START Records for processing

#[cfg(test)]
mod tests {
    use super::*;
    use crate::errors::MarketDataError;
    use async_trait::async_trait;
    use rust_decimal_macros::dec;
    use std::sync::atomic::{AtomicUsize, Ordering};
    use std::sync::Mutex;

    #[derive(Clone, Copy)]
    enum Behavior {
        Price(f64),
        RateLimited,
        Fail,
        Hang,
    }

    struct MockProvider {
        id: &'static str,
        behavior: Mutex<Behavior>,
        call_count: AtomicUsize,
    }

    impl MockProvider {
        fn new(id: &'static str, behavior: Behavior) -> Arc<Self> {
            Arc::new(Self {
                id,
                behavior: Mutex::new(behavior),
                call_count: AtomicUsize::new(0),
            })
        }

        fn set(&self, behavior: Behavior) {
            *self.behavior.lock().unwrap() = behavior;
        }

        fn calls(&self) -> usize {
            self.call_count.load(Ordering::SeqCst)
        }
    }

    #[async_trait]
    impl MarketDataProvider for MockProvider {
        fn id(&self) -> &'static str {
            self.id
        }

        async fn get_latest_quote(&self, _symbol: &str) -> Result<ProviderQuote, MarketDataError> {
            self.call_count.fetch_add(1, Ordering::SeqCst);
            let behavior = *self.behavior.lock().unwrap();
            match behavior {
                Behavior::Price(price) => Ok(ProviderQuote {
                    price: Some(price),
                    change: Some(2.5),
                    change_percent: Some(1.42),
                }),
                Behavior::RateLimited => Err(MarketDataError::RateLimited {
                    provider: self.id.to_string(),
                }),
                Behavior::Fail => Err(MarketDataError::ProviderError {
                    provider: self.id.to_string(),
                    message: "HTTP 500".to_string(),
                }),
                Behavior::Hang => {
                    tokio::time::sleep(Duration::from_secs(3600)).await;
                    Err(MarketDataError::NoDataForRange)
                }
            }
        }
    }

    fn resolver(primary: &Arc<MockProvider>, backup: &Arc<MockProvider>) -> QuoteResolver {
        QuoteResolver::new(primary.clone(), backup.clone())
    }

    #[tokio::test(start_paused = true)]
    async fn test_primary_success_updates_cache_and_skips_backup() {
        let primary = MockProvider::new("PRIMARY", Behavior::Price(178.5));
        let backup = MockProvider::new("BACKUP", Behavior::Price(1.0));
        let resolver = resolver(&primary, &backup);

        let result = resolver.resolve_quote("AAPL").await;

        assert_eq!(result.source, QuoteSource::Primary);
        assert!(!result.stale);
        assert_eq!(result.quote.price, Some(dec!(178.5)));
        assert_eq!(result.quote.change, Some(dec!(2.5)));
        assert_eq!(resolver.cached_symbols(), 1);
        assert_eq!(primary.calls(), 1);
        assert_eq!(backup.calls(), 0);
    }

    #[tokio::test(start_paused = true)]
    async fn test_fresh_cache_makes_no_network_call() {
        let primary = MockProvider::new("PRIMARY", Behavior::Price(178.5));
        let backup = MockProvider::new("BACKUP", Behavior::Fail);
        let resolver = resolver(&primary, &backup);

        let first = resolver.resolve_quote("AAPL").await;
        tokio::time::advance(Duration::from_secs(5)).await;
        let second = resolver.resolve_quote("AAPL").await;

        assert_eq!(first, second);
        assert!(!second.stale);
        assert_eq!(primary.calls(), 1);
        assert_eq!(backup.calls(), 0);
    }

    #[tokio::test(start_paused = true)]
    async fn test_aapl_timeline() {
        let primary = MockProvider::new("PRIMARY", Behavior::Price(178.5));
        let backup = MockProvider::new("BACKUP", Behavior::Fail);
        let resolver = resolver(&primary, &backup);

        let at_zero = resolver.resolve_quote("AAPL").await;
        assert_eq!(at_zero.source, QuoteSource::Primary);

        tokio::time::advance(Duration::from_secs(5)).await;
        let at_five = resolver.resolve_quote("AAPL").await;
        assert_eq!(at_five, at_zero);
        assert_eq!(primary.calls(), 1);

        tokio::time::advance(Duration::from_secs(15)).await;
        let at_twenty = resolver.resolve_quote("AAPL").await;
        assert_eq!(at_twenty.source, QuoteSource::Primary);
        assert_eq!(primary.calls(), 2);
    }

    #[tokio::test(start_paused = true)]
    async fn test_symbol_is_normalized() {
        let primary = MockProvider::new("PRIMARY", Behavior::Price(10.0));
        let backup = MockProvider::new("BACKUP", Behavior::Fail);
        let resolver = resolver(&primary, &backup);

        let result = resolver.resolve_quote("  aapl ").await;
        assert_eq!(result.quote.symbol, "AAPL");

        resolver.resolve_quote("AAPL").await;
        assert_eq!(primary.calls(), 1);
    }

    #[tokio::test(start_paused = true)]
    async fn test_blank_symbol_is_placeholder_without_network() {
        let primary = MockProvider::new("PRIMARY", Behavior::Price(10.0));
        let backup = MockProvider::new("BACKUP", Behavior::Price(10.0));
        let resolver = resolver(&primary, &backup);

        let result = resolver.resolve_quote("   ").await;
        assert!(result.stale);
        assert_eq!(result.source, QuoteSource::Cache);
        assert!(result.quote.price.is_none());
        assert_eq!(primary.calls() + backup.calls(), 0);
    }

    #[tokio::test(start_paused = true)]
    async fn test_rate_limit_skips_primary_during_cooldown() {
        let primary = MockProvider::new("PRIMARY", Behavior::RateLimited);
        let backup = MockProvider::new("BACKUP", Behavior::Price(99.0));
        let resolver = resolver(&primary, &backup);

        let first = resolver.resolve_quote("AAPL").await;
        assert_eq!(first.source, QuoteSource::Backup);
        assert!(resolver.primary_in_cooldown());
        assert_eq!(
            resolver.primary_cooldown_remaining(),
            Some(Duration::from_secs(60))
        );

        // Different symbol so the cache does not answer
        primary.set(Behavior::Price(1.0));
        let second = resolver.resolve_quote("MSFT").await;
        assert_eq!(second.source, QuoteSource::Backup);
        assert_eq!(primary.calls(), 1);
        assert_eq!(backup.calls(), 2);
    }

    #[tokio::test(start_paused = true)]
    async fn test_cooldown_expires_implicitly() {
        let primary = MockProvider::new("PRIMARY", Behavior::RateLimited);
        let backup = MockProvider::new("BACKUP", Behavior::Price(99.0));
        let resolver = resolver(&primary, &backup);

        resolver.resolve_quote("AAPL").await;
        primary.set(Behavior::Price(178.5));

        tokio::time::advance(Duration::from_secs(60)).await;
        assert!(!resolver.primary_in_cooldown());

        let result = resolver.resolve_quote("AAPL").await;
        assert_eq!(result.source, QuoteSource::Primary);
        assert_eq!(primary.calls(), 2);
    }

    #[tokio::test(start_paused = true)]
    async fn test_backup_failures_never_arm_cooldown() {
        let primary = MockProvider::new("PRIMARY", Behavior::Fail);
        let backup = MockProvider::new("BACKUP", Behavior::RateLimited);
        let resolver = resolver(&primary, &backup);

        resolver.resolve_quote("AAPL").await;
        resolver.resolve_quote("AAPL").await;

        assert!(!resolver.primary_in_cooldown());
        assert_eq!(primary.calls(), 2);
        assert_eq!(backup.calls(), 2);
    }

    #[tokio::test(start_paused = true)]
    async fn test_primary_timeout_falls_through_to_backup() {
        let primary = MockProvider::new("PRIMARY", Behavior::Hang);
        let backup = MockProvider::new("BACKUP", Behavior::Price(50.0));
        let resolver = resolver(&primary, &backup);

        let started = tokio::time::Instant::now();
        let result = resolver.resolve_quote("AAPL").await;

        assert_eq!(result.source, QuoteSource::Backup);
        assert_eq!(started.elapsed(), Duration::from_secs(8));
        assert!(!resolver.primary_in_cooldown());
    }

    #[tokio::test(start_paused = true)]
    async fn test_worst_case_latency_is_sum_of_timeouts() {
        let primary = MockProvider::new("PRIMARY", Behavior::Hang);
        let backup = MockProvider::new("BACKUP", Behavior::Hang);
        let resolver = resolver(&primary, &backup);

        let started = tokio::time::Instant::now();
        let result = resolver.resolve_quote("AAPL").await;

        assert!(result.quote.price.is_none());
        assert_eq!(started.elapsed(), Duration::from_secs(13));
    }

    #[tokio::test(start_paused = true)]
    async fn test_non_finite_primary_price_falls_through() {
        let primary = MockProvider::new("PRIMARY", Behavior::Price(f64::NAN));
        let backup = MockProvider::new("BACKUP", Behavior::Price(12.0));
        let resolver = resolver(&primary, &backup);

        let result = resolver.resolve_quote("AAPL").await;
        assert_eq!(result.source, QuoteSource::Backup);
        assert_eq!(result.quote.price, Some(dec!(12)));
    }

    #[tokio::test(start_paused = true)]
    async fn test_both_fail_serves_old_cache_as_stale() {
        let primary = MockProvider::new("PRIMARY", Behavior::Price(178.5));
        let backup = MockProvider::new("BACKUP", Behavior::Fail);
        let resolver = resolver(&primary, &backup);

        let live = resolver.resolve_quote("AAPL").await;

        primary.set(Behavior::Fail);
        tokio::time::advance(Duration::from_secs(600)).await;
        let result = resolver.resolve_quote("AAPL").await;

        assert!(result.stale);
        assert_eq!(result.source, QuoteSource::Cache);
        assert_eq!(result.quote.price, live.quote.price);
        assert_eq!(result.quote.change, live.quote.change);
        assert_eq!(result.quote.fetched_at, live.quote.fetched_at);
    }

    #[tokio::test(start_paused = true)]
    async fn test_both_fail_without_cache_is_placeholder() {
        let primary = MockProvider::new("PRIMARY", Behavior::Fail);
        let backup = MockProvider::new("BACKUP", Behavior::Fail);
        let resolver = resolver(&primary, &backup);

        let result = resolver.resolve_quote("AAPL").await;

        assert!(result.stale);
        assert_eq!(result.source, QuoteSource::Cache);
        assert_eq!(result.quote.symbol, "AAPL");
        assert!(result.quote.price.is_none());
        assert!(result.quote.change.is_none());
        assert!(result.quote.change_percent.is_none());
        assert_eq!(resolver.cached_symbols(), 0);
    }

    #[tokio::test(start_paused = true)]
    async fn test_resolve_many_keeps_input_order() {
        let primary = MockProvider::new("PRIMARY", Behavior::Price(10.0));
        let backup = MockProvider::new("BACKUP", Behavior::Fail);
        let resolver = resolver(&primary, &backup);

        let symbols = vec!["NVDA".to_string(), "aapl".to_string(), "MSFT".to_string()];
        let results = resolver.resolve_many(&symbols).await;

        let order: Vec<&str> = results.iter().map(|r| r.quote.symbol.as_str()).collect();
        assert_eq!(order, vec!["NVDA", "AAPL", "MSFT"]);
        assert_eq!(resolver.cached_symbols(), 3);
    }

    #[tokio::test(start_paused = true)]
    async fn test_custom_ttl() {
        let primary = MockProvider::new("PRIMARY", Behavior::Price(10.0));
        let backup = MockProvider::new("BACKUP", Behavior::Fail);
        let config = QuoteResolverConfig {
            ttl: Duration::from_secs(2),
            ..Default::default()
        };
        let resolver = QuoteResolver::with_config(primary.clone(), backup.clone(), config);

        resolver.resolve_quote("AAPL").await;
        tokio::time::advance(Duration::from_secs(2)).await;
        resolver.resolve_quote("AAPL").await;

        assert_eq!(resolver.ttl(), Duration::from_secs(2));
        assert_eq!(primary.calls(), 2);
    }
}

END Records for processing
START Records for processing

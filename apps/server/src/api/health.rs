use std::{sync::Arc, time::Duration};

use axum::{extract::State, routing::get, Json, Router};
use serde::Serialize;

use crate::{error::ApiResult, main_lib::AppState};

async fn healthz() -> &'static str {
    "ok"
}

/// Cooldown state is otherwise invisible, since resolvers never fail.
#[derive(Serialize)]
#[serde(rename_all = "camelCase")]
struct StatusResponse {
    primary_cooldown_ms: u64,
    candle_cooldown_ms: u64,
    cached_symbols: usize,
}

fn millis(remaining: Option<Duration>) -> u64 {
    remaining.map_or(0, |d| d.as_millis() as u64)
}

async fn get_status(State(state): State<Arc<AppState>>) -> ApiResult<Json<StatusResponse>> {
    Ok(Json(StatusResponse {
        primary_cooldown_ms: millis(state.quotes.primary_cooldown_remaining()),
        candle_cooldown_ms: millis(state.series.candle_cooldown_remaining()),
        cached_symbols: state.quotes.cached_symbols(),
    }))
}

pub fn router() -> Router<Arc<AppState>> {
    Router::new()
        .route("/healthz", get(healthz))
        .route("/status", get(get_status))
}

END Records for processing

Work instructions
Taking the entries above, print exactly the lines starting at the line with "Err(MarketDataError::NoDataForRange)" and ending at the line with "tokio::time::advance(Duration::from_secs(15)).await;", both included.

Response
                    Err(MarketDataError::NoDataForRange)
                }
            }
        }
    }

    fn resolver(primary: &Arc<MockProvider>, backup: &Arc<MockProvider>) -> QuoteResolver {
        QuoteResolver::new(primary.clone(), backup.clone())
    }

    #[tokio::test(start_paused = true)]
    async fn test_primary_success_updates_cache_and_skips_backup() {
        let primary = MockProvider::new("PRIMARY", Behavior::Price(178.5));
        let backup = MockProvider::new("BACKUP", Behavior::Price(1.0));
        let resolver = resolver(&primary, &backup);

        let result = resolver.resolve_quote("AAPL").await;

        assert_eq!(result.source, QuoteSource::Primary);
        assert!(!result.stale);
        assert_eq!(result.quote.price, Some(dec!(178.5)));
        assert_eq!(result.quote.change, Some(dec!(2.5)));
        assert_eq!(resolver.cached_symbols(), 1);
        assert_eq!(primary.calls(), 1);
        assert_eq!(backup.calls(), 0);
    }

    #[tokio::test(start_paused = true)]
    async fn test_fresh_cache_makes_no_network_call() {
        let primary = MockProvider::new("PRIMARY", Behavior::Price(178.5));
        let backup = MockProvider::new("BACKUP", Behavior::Fail);
        let resolver = resolver(&primary, &backup);

        let first = resolver.resolve_quote("AAPL").await;
        tokio::time::advance(Duration::from_secs(5)).await;
        let second = resolver.resolve_quote("AAPL").await;

        assert_eq!(first, second);
        assert!(!second.stale);
        assert_eq!(primary.calls(), 1);
        assert_eq!(backup.calls(), 0);
    }

    #[tokio::test(start_paused = true)]
    async fn test_aapl_timeline() {
        let primary = MockProvider::new("PRIMARY", Behavior::Price(178.5));
        let backup = MockProvider::new("BACKUP", Behavior::Fail);
        let resolver = resolver(&primary, &backup);

        let at_zero = resolver.resolve_quote("AAPL").await;
        assert_eq!(at_zero.source, QuoteSource::Primary);

        tokio::time::advance(Duration::from_secs(5)).await;
        let at_five = resolver.resolve_quote("AAPL").await;
        assert_eq!(at_five, at_zero);
        assert_eq!(primary.calls(), 1);

        tokio::time::advance(Duration::from_secs(15)).await;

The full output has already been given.